Vor allem der Siegestreffer der Londoner durch William Gallas in der 84. Minute aus abseitsverdächtiger Position hat ihn erzürnt. Die angebliche Aktion von Fabregas soll dann das Ihre zur Wut des Liga-Rivalen beigetragen haben. Brown beschuldigte den spanischen Europameister, seinen Assistenz-Coach Brian Horton nach Spielende vor die Füße gespuckt zu haben. Das zeige, was für ein Club Arsenal sei, so Brown, dem sein Kollege Arsene Wegner den Handschlag verweigert haben soll.
Wirbel um Fabregas
Der 21-jährige Fabregas, der nach dem Einzug ins Semifinale (am 18. Apil in Wembley gegen den Stadtrivalen Chelsea) mit den "Gunners" und den Fans auf dem Rasen feierte, wies die Anschuldigungen strikt und umgehend zurück. "Ich habe nach dem Spiel und bisher nie in meinem ganzen Leben jemanden auf dem Rasen bespuckt", beteuerte der Mittelfeldspieler, der wegen einer Verletzung gar nicht gespielt hatte, auf der Website der "Kanoniere".
Auch Wenger, der die angebliche Spuckaffäre nicht gesehen und daher auch nichts dazu zu sagen hatte, verstand die ganze Aufregung nicht. "Ich habe auf ihn im Tunnel zu den Kabinen gewartet, aber er kam nicht.
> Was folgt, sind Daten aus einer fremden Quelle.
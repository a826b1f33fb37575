//! HTTP surface of the auction service.
//!
//! Thin by design: handlers do syntactic validation and identity extraction,
//! then delegate to [`BidLedger`], [`OfferDesk`] and [`AuctionCloser`].
//! Every rejection is a JSON envelope `{ "code", "message" }` with the
//! stable codes from [`AuctionError::code`], so the bidding UI can react to
//! `BID_TOO_LOW` versus `AUCTION_ENDED` without string matching.
//!
//! The cron endpoints expose the sweeps for deployments that prefer an
//! external scheduler over the built-in tickers; both paths call the same
//! idempotent operations.
//!
//! A note about (missing) authentication: in production the service sits
//! behind a service mesh that authenticates callers and injects identity in
//! the `x-user-id` / `x-user-name` request headers.  To keep the service
//! self-contained, authn/authz layers are purposely omitted.

use std::sync::Arc;

use axum::{
    extract::{Path, State},
    http::{HeaderMap, StatusCode},
    response::{IntoResponse, Response},
    routing::{get, post, put},
    Json, Router,
};
use serde::{Deserialize, Serialize};
use tracing::{error, instrument};

use cg_common::{Amount, LotId, OfferId, Timestamp, UserId};

use crate::auction_closer::AuctionCloser;
use crate::bid_ledger::{BidAccepted, BidLedger};
use crate::domain::{Bid, BidderIdentity, Lot, Notification, Offer, RequestMeta, SalesRecord};
use crate::error::AuctionError;
use crate::events::EventBus;
use crate::offer_desk::OfferDesk;
use crate::store::AuctionStore;

// ---------------------------------------------------------------------------
// Router and shared state
// ---------------------------------------------------------------------------

/// Everything a handler needs, cheap to clone per request.
pub struct AppState<S: AuctionStore> {
    pub store: Arc<S>,
    pub ledger: Arc<BidLedger<S>>,
    pub closer: Arc<AuctionCloser<S>>,
    pub desk: Arc<OfferDesk<S>>,
    pub bus: EventBus,
}

impl<S: AuctionStore> Clone for AppState<S> {
    fn clone(&self) -> Self {
        Self {
            store: self.store.clone(),
            ledger: self.ledger.clone(),
            closer: self.closer.clone(),
            desk: self.desk.clone(),
            bus: self.bus.clone(),
        }
    }
}

pub fn router<S: AuctionStore>(state: AppState<S>) -> Router {
    Router::new()
        .route("/health", get(health))
        .route("/api/bids", post(place_bid::<S>))
        .route("/api/lots/:lot_id", get(get_lot::<S>))
        .route("/api/lots/:lot_id/bids", get(list_bids::<S>))
        .route("/api/lots/:lot_id/sale", get(get_sale::<S>))
        .route("/api/offers", post(submit_offer::<S>))
        .route("/api/offers/:offer_id/withdraw", post(withdraw_offer::<S>))
        .route("/api/admin/lots", post(create_lot::<S>))
        .route("/api/admin/offers/:offer_id", put(respond_to_offer::<S>))
        .route("/api/notifications", get(list_notifications::<S>))
        .route("/api/cron/close-auctions", post(run_close_sweep::<S>))
        .route(
            "/api/cron/ending-soon-notifications",
            post(run_ending_soon_sweep::<S>),
        )
        .with_state(state)
}

// ---------------------------------------------------------------------------
// REST models
// ---------------------------------------------------------------------------

#[derive(Debug, Deserialize)]
struct PlaceBidRequest {
    lot_id: LotId,
    // Optional at the wire level so absence maps onto the taxonomy code
    // instead of a generic deserialization rejection.
    amount: Option<Amount>,
}

#[derive(Debug, Serialize)]
struct BidResponse {
    bid: Bid,
    lot: Lot,
    #[serde(skip_serializing_if = "Option::is_none")]
    reserve_warning: Option<String>,
}

impl From<BidAccepted> for BidResponse {
    fn from(accepted: BidAccepted) -> Self {
        Self {
            bid: accepted.bid,
            lot: accepted.lot,
            reserve_warning: accepted.reserve_warning,
        }
    }
}

#[derive(Debug, Deserialize)]
struct SubmitOfferRequest {
    lot_id: LotId,
    amount: Option<Amount>,
    message: Option<String>,
}

#[derive(Debug, Deserialize)]
#[serde(rename_all = "snake_case")]
enum OfferAction {
    Accept,
    Reject,
    Counter,
}

#[derive(Debug, Deserialize)]
struct OfferResponseRequest {
    action: OfferAction,
    counter_amount: Option<Amount>,
    response: Option<String>,
}

#[derive(Debug, Deserialize)]
struct CreateLotRequest {
    title: String,
    mpn: Option<String>,
    starting_price: Amount,
    reserve_price: Amount,
    bid_increment: Amount,
    start_time: Timestamp,
    end_time: Timestamp,
    #[serde(default)]
    allow_offers: bool,
    minimum_offer: Option<Amount>,
}

// ---------------------------------------------------------------------------
// Error envelope
// ---------------------------------------------------------------------------

#[derive(Debug)]
pub enum ApiError {
    Auction(AuctionError),
    Unauthenticated,
    BadRequest(String),
}

impl From<AuctionError> for ApiError {
    fn from(e: AuctionError) -> Self {
        ApiError::Auction(e)
    }
}

impl From<crate::store::StoreError> for ApiError {
    fn from(e: crate::store::StoreError) -> Self {
        ApiError::Auction(AuctionError::Store(e))
    }
}

fn status_for(e: &AuctionError) -> StatusCode {
    match e {
        AuctionError::LotNotFound(_) | AuctionError::OfferNotFound(_) => StatusCode::NOT_FOUND,
        AuctionError::Contention(_) | AuctionError::Timeout(_) => StatusCode::SERVICE_UNAVAILABLE,
        AuctionError::Store(_) => StatusCode::INTERNAL_SERVER_ERROR,
        _ => StatusCode::BAD_REQUEST,
    }
}

impl IntoResponse for ApiError {
    fn into_response(self) -> Response {
        let (status, code, message) = match &self {
            ApiError::Auction(e) => {
                let status = status_for(e);
                // Persistence details are logged here, never returned.
                let message = if matches!(e, AuctionError::Store(_)) {
                    error!(error = %e, "request failed on storage");
                    "internal error".to_string()
                } else {
                    e.to_string()
                };
                (status, e.code(), message)
            }
            ApiError::Unauthenticated => (
                StatusCode::UNAUTHORIZED,
                "UNAUTHENTICATED",
                "missing caller identity".to_string(),
            ),
            ApiError::BadRequest(msg) => (StatusCode::BAD_REQUEST, "BAD_REQUEST", msg.clone()),
        };

        let body = serde_json::json!({ "code": code, "message": message });
        (status, Json(body)).into_response()
    }
}

// ---------------------------------------------------------------------------
// Identity and request metadata
// ---------------------------------------------------------------------------

/// Caller identity as injected by the mesh.
fn identity(headers: &HeaderMap) -> Result<BidderIdentity, ApiError> {
    let id = headers
        .get("x-user-id")
        .and_then(|v| v.to_str().ok())
        .and_then(|s| s.parse::<UserId>().ok())
        .ok_or(ApiError::Unauthenticated)?;
    let name = headers
        .get("x-user-name")
        .and_then(|v| v.to_str().ok())
        .map(str::to_owned);
    Ok(match name {
        Some(name) => BidderIdentity::named(id, name),
        None => BidderIdentity::new(id),
    })
}

fn request_meta(headers: &HeaderMap) -> RequestMeta {
    RequestMeta {
        ip_address: headers
            .get("x-forwarded-for")
            .and_then(|v| v.to_str().ok())
            .map(str::to_owned),
        user_agent: headers
            .get("user-agent")
            .and_then(|v| v.to_str().ok())
            .map(str::to_owned),
    }
}

// ---------------------------------------------------------------------------
// Handlers
// ---------------------------------------------------------------------------

async fn health() -> Json<serde_json::Value> {
    Json(serde_json::json!({ "status": "ok" }))
}

#[instrument(name = "place_bid", skip_all)]
async fn place_bid<S: AuctionStore>(
    State(state): State<AppState<S>>,
    headers: HeaderMap,
    Json(payload): Json<PlaceBidRequest>,
) -> Result<impl IntoResponse, ApiError> {
    let bidder = identity(&headers)?;
    let meta = request_meta(&headers);
    let amount = payload.amount.ok_or(AuctionError::BidAmountRequired)?;
    let accepted = state
        .ledger
        .place_bid(payload.lot_id, &bidder, amount, meta)
        .await?;
    Ok((StatusCode::CREATED, Json(BidResponse::from(accepted))))
}

#[instrument(name = "get_lot", skip(state))]
async fn get_lot<S: AuctionStore>(
    State(state): State<AppState<S>>,
    Path(lot_id): Path<LotId>,
) -> Result<Json<Lot>, ApiError> {
    let lot = state
        .store
        .lot(lot_id)
        .await?
        .ok_or(AuctionError::LotNotFound(lot_id))?;
    Ok(Json(lot))
}

#[instrument(name = "list_bids", skip(state))]
async fn list_bids<S: AuctionStore>(
    State(state): State<AppState<S>>,
    Path(lot_id): Path<LotId>,
) -> Result<Json<Vec<Bid>>, ApiError> {
    Ok(Json(state.store.bids_for_lot(lot_id).await?))
}

#[instrument(name = "get_sale", skip(state))]
async fn get_sale<S: AuctionStore>(
    State(state): State<AppState<S>>,
    Path(lot_id): Path<LotId>,
) -> Result<Json<SalesRecord>, ApiError> {
    let sale = state
        .store
        .sale_for_lot(lot_id)
        .await?
        .ok_or(AuctionError::LotNotFound(lot_id))?;
    Ok(Json(sale))
}

#[instrument(name = "submit_offer", skip_all)]
async fn submit_offer<S: AuctionStore>(
    State(state): State<AppState<S>>,
    headers: HeaderMap,
    Json(payload): Json<SubmitOfferRequest>,
) -> Result<impl IntoResponse, ApiError> {
    let buyer = identity(&headers)?;
    let amount = payload.amount.ok_or(AuctionError::OfferAmountRequired)?;
    let offer = state
        .desk
        .submit_offer(payload.lot_id, &buyer, amount, payload.message)
        .await?;
    Ok((StatusCode::CREATED, Json(offer)))
}

#[instrument(name = "withdraw_offer", skip(state, headers))]
async fn withdraw_offer<S: AuctionStore>(
    State(state): State<AppState<S>>,
    headers: HeaderMap,
    Path(offer_id): Path<OfferId>,
) -> Result<Json<Offer>, ApiError> {
    let caller = identity(&headers)?;
    let offer = state.desk.withdraw_offer(offer_id, caller.id).await?;
    Ok(Json(offer))
}

#[instrument(name = "respond_to_offer", skip(state, headers, payload))]
async fn respond_to_offer<S: AuctionStore>(
    State(state): State<AppState<S>>,
    headers: HeaderMap,
    Path(offer_id): Path<OfferId>,
    Json(payload): Json<OfferResponseRequest>,
) -> Result<Json<Offer>, ApiError> {
    let admin = identity(&headers)?;
    let offer = match payload.action {
        OfferAction::Accept => {
            state
                .desk
                .accept_offer(offer_id, &admin, payload.response)
                .await?
        }
        OfferAction::Reject => {
            state
                .desk
                .reject_offer(offer_id, &admin, payload.response)
                .await?
        }
        OfferAction::Counter => {
            let amount = payload
                .counter_amount
                .ok_or_else(|| ApiError::BadRequest("counter_amount is required".into()))?;
            state
                .desk
                .counter_offer(offer_id, &admin, amount, payload.response)
                .await?
        }
    };
    Ok(Json(offer))
}

#[instrument(name = "create_lot", skip(state, payload))]
async fn create_lot<S: AuctionStore>(
    State(state): State<AppState<S>>,
    Json(payload): Json<CreateLotRequest>,
) -> Result<impl IntoResponse, ApiError> {
    if payload.title.trim().is_empty() {
        return Err(ApiError::BadRequest("title must not be empty".into()));
    }
    if payload.end_time <= payload.start_time {
        return Err(ApiError::BadRequest(
            "end_time must be after start_time".into(),
        ));
    }

    let mut lot = Lot::open(
        payload.title,
        payload.starting_price,
        payload.reserve_price,
        payload.bid_increment,
        payload.start_time,
        payload.end_time,
    );
    lot.mpn = payload.mpn;
    lot.allow_offers = payload.allow_offers;
    lot.minimum_offer = payload.minimum_offer;

    state.store.insert_lot(lot.clone()).await?;
    Ok((StatusCode::CREATED, Json(lot)))
}

#[instrument(name = "list_notifications", skip_all)]
async fn list_notifications<S: AuctionStore>(
    State(state): State<AppState<S>>,
    headers: HeaderMap,
) -> Result<Json<Vec<Notification>>, ApiError> {
    let caller = identity(&headers)?;
    Ok(Json(state.store.notifications_for_user(caller.id).await?))
}

#[instrument(name = "run_close_sweep", skip_all)]
async fn run_close_sweep<S: AuctionStore>(
    State(state): State<AppState<S>>,
) -> Json<crate::auction_closer::CloseSummary> {
    Json(state.closer.close_expired_auctions().await)
}

#[instrument(name = "run_ending_soon_sweep", skip_all)]
async fn run_ending_soon_sweep<S: AuctionStore>(
    State(state): State<AppState<S>>,
) -> Json<crate::auction_closer::NotifySummary> {
    Json(state.closer.notify_ending_soon().await)
}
Ich schüttle ihm auch jetzt noch gern die Hand - warum nicht", meinte der Franzose zu dem von seinem Kollegen Brown verweigerten Shakehands. Was den Elsässer freute war, dass seine in der Premier League nur auf Rang vier mit 13 Punkten Rückstand auf Meister ManU aufscheinende Truppe nach vierjähriger Titelflaute die Chance auf eine Trophäe gewahrt hat.